59 If only on the statement made by the accused Sanderson and handed to police, coupled with the CCTV, there is sufficient evidence to leave the case against Sanderson for the jury’s consideration.

The Case Against Vigo

60 The case against Vigo is a discrete case of assault. The Crown put its case against him on the basis that after Mr Dunning had been unlawfully brought to the ground the accused Vigo intervened to apply unlawful force to the person of Mr Dunning by pulling his right arm out from under him and bringing that arm to a position preparatory for handcuffs. The Crown say it would have been apparent to him from the time of his arrival at the scene that Mr Dunning presented no physical threat whatsoever to any member of the security staff and that any restraint of him would be unnecessary and unlawful. When the accused Vigo applied force to Mr Dunning he did so whilst the accused Lawson and Sanderson also applied continuing unlawful force to Mr Dunning, and he continued to do so after the accused Lawson got up from his position

61 Mr Steward argued that there was no basis on which to find that the application of force was unlawful because the application of force was necessary for the protection of staff and patrons. This is an argument to be put before the jury.
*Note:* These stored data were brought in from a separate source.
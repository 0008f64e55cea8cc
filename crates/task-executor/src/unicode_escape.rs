//! Decodes `\uXXXX` escape sequences embedddded in upstream error text so
//! stored errors and downstream CSVs show native characters instead of
//! escape codes.

/// Decodes Unicode escapes in `input`. Tries the whole string as a quoted
/// JSON string first (cheapest path for a fully-escaped message); falls
/// back to decoding individual `\uXXXX` runs when that fails, replacing any
/// run that still doesn't decode with `?` rather than looping forever.
pub fn decode_unicode_escapes(input: &str) -> String {
    if let Ok(whole) = serde_json::from_str::<String>(&format!("\"{input}\"")) {
        return whole;
    }

    let mut result = input.to_string();
    loop {
        let Some(start) = result.find("\\u") else {
            break;
        };
        if start + 6 > result.len() {
            break;
        }
        let escape = &result[start..start + 6];
        let decoded = escape
            .get(2..6)
            .and_then(|hex| u32::from_str_radix(hex, 16).ok())
            .and_then(char::from_u32)
            .map(|c| c.to_string());

        let replacement = decoded.unwrap_or_else(|| "?".to_string());
        result.replace_range(start..start + 6, &replacement);
    }
    result
}

#[cfg(test)]
mod tests {
    use super::*;

    #[test]
    fn decodes_a_fully_escaped_message() {
        assert_eq!(decode_unicode_escapes("\\u897f\\u73ed\\u7259\\u7ad9"), "西班牙站");
    }

    #[test]
    fn leaves_plain_ascii_untouched() {
        assert_eq!(decode_unicode_escapes("call failed: timeout"), "call failed: timeout");
    }

    #[test]
    fn replaces_unparsable_escape_with_question_mark() {
        assert_eq!(decode_unicode_escapes("bad\\uZZZZtail"), "bad?tail");
    }
}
It does not demonstrate an absence of evidence on which a jury could return a verdict of guilty. I therefore will also leave the case against Vigo for the jury’s consideration.
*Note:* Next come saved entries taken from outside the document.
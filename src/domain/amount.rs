//! Raw token amount with checked arithmetic.

use core::fmt;

use alloy_primitives::U256;

use super::Rounding;

/// A raw token amount in the smallest unit of its token.
///
/// `Amount` never interprets decimals; that is the job of
/// [`Token`](super::Token).  Every adapter quote, swap result and ledger
/// balance is an `Amount`.
///
/// Arithmetic methods are checked: they return `None` on overflow,
/// underflow, or division by zero instead of panicking or wrapping.
///
/// # Examples
///
/// ```
/// use hydra_adapters::domain::{Amount, Rounding};
///
/// let a = Amount::new(100);
/// let b = Amount::new(200);
/// assert_eq!(a.checked_add(&b), Some(Amount::new(300)));
/// assert_eq!(b.checked_div(&Amount::new(3), Rounding::Up), Some(Amount::new(67)));
/// ```
#[derive(
    Debug,
    Clone,
    Copy,
    PartialEq,
    Eq,
    PartialOrd,
    Ord,
    Hash,
    Default,
    serde::Serialize,
    serde::Deserialize,
)]
#[must_use]
pub struct Amount(u128);

impl Amount {
    /// Zero amount.
    pub const ZERO: Self = Self(0);

    /// One smallest unit.
    pub const ONE: Self = Self(1);

    /// Maximum representable amount.
    pub const MAX: Self = Self(u128::MAX);

    /// Creates a new `Amount` from a raw `u128` value.
    pub const fn new(value: u128) -> Self {
        Self(value)
    }

    /// Returns the underlying `u128` value.
    #[must_use]
    pub const fn get(&self) -> u128 {
        self.0
    }

    /// Returns `true` if the amount is zero.
    #[must_use]
    pub const fn is_zero(&self) -> bool {
        self.0 == 0
    }

    /// Widens the amount to a 256-bit integer for intermediate math.
    #[must_use]
    pub fn to_u256(&self) -> U256 {
        U256::from(self.0)
    }

    /// Checked addition. Returns `None` on overflow.
    #[must_use]
    pub const fn checked_add(&self, other: &Self) -> Option<Self> {
        match self.0.checked_add(other.0) {
            Some(v) => Some(Self(v)),
            None => None,
        }
    }

    /// Checked subtraction. Returns `None` on underflow.
    #[must_use]
    pub const fn checked_sub(&self, other: &Self) -> Option<Self> {
        match self.0.checked_sub(other.0) {
            Some(v) => Some(Self(v)),
            None => None,
        }
    }

    /// Checked multiplication. Returns `None` on overflow.
    #[must_use]
    pub const fn checked_mul(&self, other: &Self) -> Option<Self> {
        match self.0.checked_mul(other.0) {
            Some(v) => Some(Self(v)),
            None => None,
        }
    }

    /// Checked division with explicit rounding direction.
    ///
    /// Returns `None` if `divisor` is zero.
    #[must_use]
    pub const fn checked_div(&self, divisor: &Self, rounding: Rounding) -> Option<Self> {
        if divisor.0 == 0 {
            return None;
        }
        let q = self.0 / divisor.0;
        match rounding {
            Rounding::Down => Some(Self(q)),
            Rounding::Up => {
                // q + 1 cannot overflow: a non-zero remainder implies q < u128::MAX.
                if self.0 % divisor.0 != 0 {
                    Some(Self(q + 1))
                } else {
                    Some(Self(q))
                }
            }
        }
    }
}

impl From<u128> for Amount {
    fn from(value: u128) -> Self {
        Self(value)
    }
}

impl fmt::Display for Amount {
    fn fmt(&self, f: &mut fmt::Formatter<'_>) -> fmt::Result {
        write!(f, "{}", self.0)
    }
}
[1] [1983] VicRp 101; (1983) 2 VR 410 at p 415.

[2] [1990] HCA 51; (1990) 171 CLR 207.

[3] At pp 214-15.

[4] [1993] SASC 4152; (1993) 70 A Crim R 323 at pp 326-27.

[5] Royall v The Queen [1991] HCA 27; (1990) 172 CLR 378.

[6] Transcript, p 860.

[7] Submissions at para 3.6.

[8] At page 852-3: “Well there's positive findings and negative findings and all these things need to be interpreted in the context of the case as well, so the same findings in one case may not be relevant, and the same findings in another case may be significant in terms of the circumstances of the case.”
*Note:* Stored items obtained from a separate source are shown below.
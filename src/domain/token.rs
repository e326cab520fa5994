//! Token identity type.

use alloy_primitives::Address;

use super::Decimals;

/// The identity of a token on the host chain: its contract address and
/// its decimal precision.
///
/// # Examples
///
/// ```
/// use alloy_primitives::Address;
/// use hydra_adapters::domain::{Decimals, Token};
///
/// let usdc = Token::new(Address::with_last_byte(1), Decimals::new(6).expect("valid"));
/// assert_eq!(usdc.parse_units(250), 250_000_000);
/// ```
#[derive(Debug, Clone, Copy, PartialEq, Eq, Hash)]
pub struct Token {
    address: Address,
    decimals: Decimals,
}

impl Token {
    /// Creates a new `Token`.
    #[must_use]
    pub const fn new(address: Address, decimals: Decimals) -> Self {
        Self { address, decimals }
    }

    /// Returns the token address.
    #[must_use]
    pub const fn address(&self) -> Address {
        self.address
    }

    /// Returns the token decimals.
    #[must_use]
    pub const fn decimals(&self) -> Decimals {
        self.decimals
    }

    /// Converts whole units to raw units of this token.
    #[must_use]
    pub const fn parse_units(&self, whole: u64) -> u128 {
        self.decimals.parse_units(whole)
    }
}

#[cfg(test)]
#[allow(clippy::panic)]
mod tests {
    use super::*;

    #[test]
    fn accessors() {
        let Ok(d) = Decimals::new(8) else {
            panic!("valid decimals");
        };
        let wbtc = Token::new(Address::with_last_byte(7), d);
        assert_eq!(wbtc.address(), Address::with_last_byte(7));
        assert_eq!(wbtc.decimals().get(), 8);
        assert_eq!(wbtc.parse_units(1), 100_000_000);
    }

    #[test]
    fn equality_requires_same_decimals() {
        let (Ok(d6), Ok(d18)) = (Decimals::new(6), Decimals::new(18)) else {
            panic!("valid decimals");
        };
        let addr = Address::with_last_byte(1);
        assert_ne!(Token::new(addr, d6), Token::new(addr, d18));
    }
}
[9] Submissions at para 2.7.

[10] [2000] NSWCCA 174.

[11] At [66]-[68].

[12] See evidence of Dr Woodford at Transcript, p 910.

[13] At [65].

[14] (1981) WAR 286 at 290.

[15] At [71].

[16] [1969] SASR 141.

[17] [1981] WAR 286.

[18] [1991] HCA 27; (1990) 172 CLR 378 at pp 387, 411-12, 423.

[19] [2001] VSCA 79; (2001) 3 VR 9 at p 28.

[20] [1976] VicRp 53; [1976] VR 523 at 527 (per Young CJ, Gillard and Anderson JJ).

[21] [1967] HCA 2; (1966-1967) 121 CLR 205 at p 218.

[22] Royall v The Queen [1991] HCA 27; (1991) 172 CLR 378 at pp 398-99 per Brennan J; Aidid v R (2010) 25 VR 593.

[23] See Brewson v R [1992] HCA 31; (1992) 174 CLR 313.

[24] Transcript, p 392.

[25] Exhibit M.

[26] Transcript, p 406.

[27] Transcript, p 429.

[28] Transcript, p 509.

[29] (1997) 92 A Crim R 545 at 556.

[30] Exhibit D.

[31] TWL v R [2012] NSWCCA 57 at [30]- [40].

[32] [2010] NSWCCA 135 at [145]- [146].

[33] Exhibit D.

[34] Giorgianni v R [1985] HCA 29; (1985) 156 CLR 473.